[Collected data]
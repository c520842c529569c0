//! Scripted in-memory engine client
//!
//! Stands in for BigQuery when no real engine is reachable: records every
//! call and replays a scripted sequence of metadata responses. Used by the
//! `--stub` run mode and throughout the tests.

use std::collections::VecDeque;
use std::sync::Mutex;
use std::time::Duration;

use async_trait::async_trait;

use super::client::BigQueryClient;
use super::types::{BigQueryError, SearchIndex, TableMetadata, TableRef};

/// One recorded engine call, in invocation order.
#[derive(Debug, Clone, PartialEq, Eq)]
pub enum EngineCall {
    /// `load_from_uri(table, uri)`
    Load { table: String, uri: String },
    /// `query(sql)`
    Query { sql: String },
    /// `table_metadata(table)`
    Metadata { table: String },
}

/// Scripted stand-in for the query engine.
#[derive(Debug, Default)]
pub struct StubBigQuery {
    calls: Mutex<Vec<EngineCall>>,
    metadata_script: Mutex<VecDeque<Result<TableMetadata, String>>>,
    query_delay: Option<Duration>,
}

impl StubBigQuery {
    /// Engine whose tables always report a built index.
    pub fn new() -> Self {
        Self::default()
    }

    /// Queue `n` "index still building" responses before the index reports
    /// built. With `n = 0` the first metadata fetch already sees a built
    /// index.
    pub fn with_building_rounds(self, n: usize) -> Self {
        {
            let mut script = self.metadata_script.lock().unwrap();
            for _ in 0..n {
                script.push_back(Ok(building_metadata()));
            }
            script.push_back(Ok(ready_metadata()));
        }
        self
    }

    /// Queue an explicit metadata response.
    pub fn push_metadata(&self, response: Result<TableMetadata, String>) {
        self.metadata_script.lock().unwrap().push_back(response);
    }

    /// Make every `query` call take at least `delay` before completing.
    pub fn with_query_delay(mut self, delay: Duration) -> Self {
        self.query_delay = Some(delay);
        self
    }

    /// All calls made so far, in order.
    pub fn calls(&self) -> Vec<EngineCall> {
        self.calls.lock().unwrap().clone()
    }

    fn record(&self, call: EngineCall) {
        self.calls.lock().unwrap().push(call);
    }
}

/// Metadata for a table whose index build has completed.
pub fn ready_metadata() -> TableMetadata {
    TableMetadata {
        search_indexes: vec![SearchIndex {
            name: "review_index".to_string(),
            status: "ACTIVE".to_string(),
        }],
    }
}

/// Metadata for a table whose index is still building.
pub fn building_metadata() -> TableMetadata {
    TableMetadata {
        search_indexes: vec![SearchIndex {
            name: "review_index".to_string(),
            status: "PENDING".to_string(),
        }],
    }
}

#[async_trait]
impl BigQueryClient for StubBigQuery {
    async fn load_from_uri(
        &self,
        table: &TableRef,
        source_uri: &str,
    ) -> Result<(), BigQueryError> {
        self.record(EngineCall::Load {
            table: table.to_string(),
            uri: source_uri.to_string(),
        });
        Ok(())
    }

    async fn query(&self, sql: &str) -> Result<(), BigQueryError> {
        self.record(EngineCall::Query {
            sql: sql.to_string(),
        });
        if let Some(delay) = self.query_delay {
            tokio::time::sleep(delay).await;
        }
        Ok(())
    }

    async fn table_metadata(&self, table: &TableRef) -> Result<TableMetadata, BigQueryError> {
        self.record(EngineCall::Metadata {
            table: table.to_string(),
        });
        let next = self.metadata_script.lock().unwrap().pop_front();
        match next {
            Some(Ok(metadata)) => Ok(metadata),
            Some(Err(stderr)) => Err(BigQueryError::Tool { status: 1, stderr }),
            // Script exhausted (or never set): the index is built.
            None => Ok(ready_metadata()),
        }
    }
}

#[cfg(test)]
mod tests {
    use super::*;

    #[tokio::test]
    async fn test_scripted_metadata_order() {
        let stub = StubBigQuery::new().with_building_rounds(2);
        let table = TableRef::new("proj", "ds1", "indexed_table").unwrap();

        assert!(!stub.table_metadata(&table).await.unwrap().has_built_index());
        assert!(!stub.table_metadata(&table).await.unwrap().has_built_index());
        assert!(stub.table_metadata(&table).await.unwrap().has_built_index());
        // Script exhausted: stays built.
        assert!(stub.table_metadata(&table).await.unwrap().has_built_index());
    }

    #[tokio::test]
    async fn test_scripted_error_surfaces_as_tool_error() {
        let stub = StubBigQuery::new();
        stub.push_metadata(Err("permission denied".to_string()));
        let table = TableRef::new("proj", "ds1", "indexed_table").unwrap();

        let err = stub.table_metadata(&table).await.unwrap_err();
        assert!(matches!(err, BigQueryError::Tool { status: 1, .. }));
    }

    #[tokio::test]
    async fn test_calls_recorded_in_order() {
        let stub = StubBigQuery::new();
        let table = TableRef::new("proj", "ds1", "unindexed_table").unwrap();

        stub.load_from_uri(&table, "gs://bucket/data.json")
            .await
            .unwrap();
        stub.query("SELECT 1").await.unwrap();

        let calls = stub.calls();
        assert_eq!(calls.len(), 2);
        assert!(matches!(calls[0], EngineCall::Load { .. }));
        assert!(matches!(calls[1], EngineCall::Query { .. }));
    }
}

...

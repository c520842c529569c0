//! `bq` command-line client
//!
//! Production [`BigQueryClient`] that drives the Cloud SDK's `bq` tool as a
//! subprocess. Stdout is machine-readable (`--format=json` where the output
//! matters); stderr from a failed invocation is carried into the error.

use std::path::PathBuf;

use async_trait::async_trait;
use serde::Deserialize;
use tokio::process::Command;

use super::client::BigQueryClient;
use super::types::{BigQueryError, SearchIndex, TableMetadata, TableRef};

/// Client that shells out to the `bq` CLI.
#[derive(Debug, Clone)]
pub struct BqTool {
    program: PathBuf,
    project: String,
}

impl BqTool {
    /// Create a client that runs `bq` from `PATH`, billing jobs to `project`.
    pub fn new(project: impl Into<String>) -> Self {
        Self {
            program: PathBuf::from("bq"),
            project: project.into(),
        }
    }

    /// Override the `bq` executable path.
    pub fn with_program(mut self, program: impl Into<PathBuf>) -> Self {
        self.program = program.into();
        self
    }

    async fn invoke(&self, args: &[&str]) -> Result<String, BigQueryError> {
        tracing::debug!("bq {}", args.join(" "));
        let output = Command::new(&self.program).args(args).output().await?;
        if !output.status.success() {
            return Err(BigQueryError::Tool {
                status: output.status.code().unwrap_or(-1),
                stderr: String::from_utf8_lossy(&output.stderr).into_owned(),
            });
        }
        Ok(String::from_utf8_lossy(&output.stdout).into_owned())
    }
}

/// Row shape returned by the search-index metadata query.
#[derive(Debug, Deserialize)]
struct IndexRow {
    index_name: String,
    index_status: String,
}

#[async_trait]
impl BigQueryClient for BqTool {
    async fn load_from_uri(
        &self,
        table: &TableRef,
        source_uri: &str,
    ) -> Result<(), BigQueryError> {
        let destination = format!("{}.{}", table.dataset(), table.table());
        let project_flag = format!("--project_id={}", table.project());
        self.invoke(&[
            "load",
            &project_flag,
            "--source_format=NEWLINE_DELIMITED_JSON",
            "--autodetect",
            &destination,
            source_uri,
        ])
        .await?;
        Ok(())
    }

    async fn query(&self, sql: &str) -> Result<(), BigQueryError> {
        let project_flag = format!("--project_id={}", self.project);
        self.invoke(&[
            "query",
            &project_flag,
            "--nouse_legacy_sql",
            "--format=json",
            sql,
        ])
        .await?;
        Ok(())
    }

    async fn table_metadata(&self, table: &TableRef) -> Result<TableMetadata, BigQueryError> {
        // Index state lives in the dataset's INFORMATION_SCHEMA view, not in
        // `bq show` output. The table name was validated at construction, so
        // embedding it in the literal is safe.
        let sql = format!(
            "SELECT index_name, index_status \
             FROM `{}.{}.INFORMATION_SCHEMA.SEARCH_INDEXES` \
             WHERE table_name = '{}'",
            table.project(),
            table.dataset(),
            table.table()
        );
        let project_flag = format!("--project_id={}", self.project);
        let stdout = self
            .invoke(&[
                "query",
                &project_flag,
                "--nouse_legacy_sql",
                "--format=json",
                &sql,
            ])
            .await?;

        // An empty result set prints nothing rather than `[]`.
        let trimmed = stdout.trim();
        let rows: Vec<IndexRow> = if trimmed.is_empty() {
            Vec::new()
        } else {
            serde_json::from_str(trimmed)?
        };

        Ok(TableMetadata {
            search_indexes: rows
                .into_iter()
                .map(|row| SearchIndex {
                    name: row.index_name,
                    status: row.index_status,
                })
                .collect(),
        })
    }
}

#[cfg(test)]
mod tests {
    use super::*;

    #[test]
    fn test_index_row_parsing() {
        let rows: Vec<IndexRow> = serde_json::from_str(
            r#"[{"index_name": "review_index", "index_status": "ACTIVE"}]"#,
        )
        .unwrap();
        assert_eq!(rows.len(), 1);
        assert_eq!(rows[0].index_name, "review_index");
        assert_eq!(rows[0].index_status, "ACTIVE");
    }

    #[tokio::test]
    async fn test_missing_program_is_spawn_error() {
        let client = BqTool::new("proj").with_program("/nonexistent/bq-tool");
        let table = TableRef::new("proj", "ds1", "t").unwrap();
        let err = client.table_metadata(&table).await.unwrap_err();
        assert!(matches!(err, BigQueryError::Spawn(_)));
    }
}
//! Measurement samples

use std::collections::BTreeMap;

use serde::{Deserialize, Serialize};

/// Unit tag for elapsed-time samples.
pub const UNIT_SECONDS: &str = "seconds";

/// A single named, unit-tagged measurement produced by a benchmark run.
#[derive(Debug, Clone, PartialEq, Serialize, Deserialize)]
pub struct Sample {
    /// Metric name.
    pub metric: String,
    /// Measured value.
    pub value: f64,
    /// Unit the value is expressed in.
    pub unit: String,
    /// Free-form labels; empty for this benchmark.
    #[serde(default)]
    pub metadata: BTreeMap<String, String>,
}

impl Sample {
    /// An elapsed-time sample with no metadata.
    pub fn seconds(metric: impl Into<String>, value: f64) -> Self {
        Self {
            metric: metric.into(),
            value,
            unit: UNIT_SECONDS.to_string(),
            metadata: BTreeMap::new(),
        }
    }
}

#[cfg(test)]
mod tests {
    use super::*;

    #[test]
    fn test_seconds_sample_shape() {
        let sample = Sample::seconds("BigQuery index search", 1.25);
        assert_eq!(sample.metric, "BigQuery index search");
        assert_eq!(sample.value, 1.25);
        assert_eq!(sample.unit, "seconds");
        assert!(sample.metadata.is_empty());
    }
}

* * *

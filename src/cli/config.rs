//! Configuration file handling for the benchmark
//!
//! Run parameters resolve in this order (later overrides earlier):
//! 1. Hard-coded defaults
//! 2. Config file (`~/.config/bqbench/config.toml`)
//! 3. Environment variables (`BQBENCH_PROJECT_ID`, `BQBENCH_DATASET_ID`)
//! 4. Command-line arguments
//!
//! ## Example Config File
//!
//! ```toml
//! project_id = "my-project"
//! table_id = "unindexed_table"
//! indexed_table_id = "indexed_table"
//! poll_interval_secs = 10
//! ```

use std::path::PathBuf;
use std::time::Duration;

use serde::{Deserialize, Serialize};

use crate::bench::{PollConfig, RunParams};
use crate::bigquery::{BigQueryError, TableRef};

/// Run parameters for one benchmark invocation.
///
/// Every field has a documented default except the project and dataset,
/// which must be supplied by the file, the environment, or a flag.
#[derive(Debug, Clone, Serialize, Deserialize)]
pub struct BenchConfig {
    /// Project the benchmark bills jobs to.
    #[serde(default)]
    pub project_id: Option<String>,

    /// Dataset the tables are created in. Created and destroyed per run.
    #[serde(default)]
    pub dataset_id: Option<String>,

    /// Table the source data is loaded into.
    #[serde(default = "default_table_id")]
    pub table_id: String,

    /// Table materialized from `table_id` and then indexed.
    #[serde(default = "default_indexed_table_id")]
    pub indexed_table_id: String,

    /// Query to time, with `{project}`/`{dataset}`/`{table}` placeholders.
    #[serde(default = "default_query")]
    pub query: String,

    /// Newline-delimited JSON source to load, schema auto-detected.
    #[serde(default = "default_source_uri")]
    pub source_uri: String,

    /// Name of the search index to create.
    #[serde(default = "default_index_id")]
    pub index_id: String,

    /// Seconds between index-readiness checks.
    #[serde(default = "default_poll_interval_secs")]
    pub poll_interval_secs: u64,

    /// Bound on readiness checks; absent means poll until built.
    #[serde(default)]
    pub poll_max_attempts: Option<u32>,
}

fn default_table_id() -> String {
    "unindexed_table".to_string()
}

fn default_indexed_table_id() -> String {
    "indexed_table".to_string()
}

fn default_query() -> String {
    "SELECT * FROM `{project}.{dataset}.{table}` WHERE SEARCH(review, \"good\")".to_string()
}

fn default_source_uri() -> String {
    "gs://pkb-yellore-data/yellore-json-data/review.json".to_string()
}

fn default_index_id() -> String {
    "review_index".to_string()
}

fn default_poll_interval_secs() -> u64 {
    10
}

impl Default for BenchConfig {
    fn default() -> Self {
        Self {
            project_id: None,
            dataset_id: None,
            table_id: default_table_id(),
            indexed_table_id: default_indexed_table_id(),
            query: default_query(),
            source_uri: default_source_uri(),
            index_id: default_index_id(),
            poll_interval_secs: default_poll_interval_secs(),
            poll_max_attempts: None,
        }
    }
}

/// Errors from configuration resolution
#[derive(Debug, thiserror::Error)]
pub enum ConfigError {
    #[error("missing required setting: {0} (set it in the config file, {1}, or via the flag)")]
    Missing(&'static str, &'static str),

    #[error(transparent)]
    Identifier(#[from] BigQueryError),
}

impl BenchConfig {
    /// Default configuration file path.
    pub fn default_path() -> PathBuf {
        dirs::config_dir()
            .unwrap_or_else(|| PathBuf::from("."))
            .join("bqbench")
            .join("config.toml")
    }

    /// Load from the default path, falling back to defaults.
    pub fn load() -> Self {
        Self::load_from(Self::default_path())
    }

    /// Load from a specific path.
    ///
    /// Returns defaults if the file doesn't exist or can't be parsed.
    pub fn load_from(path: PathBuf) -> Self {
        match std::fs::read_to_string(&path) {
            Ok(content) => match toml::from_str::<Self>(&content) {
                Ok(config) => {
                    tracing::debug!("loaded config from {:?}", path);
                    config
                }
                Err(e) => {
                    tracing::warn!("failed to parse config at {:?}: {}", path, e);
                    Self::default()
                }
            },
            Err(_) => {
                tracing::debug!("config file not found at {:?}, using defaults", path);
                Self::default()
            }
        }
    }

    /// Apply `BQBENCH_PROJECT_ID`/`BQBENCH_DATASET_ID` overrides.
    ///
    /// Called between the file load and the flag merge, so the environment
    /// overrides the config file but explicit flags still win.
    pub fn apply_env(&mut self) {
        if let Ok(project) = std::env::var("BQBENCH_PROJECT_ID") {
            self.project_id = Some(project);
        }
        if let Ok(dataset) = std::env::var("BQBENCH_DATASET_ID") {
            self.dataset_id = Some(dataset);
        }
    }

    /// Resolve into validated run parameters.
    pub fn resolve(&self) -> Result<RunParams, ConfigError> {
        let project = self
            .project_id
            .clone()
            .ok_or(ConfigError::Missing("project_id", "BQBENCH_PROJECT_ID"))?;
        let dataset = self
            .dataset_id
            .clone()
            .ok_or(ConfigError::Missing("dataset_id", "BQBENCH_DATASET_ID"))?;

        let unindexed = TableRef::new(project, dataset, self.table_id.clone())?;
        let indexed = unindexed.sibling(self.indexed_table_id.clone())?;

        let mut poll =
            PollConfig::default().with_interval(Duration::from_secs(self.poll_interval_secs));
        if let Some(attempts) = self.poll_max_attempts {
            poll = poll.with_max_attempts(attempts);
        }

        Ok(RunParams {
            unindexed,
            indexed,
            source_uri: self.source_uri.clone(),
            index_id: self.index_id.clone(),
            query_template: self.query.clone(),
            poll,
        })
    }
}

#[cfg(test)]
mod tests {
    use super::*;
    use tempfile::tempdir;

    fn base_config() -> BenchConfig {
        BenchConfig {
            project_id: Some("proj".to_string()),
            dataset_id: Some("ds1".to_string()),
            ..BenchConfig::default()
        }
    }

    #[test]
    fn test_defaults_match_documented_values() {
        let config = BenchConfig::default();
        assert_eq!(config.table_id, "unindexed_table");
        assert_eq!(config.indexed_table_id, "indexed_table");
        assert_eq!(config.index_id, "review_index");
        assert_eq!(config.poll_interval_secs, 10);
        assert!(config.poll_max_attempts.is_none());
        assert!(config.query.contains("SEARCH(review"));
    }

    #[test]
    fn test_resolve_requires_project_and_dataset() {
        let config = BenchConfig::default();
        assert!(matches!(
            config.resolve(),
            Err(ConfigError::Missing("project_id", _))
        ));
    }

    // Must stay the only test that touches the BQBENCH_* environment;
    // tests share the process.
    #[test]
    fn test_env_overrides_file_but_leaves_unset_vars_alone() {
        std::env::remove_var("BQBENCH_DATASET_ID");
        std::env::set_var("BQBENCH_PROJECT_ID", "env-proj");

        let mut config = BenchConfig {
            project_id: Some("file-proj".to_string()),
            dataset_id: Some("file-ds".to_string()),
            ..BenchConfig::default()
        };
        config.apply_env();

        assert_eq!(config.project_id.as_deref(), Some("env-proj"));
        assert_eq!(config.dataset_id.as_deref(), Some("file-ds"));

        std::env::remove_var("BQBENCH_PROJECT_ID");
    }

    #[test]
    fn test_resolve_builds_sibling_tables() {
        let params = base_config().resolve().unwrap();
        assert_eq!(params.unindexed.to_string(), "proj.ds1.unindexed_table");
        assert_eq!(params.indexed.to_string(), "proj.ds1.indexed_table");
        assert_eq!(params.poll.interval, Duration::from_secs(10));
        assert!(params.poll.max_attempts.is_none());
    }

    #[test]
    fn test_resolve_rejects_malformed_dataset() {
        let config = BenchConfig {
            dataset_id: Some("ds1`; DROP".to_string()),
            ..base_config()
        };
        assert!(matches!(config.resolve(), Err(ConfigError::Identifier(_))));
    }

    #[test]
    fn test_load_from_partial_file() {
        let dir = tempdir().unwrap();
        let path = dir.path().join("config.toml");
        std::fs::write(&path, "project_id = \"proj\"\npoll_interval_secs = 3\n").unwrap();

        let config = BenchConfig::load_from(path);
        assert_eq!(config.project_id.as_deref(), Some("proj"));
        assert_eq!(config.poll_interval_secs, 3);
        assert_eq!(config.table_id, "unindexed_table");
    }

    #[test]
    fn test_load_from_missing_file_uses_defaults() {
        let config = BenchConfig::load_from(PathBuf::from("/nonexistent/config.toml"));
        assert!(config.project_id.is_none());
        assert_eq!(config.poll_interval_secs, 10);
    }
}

◆ EXERCISE OBJECTIVE ◆
Scan the records for lines that hold "IndexRow", and reproduce each one you find.

◆ RESPONSE AREA ◆
struct IndexRow {
        let rows: Vec<IndexRow> = if trimmed.is_empty() {
        let rows: Vec<IndexRow> = serde_json::from_str(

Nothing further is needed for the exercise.